| Problem statement |
Scan the listing below for the word "crate", then copy each line that has it.

=== Begin Enclosure ===

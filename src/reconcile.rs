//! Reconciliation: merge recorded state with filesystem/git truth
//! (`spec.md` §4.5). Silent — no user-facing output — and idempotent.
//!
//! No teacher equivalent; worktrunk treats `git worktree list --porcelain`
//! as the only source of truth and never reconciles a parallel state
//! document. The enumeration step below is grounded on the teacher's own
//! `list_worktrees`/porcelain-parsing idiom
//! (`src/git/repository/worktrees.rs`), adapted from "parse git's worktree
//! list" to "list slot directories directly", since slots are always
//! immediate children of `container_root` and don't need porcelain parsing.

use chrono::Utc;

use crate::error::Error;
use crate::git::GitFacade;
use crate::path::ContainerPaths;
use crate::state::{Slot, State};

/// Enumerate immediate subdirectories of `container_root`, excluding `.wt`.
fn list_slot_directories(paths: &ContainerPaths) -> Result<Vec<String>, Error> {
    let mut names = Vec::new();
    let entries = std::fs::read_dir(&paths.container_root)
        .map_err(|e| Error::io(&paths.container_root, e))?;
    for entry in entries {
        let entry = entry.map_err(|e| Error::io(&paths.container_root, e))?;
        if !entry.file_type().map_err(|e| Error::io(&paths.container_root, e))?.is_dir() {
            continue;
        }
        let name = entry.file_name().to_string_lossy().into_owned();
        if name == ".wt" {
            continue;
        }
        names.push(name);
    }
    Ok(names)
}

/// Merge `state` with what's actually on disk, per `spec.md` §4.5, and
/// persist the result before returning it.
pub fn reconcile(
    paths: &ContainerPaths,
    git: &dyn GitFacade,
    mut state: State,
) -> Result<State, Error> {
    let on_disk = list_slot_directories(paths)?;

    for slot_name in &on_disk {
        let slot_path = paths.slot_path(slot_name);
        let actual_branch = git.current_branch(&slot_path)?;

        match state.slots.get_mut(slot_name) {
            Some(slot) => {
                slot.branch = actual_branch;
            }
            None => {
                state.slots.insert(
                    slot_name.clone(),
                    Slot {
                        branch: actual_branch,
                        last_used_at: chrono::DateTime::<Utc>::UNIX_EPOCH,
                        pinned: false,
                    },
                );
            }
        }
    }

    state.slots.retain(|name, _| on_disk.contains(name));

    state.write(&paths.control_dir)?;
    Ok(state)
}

=== End Enclosure ===

| Solution for this problem |
use crate::error::Error;
use crate::git::GitFacade;
use crate::path::ContainerPaths;
use crate::state::{Slot, State};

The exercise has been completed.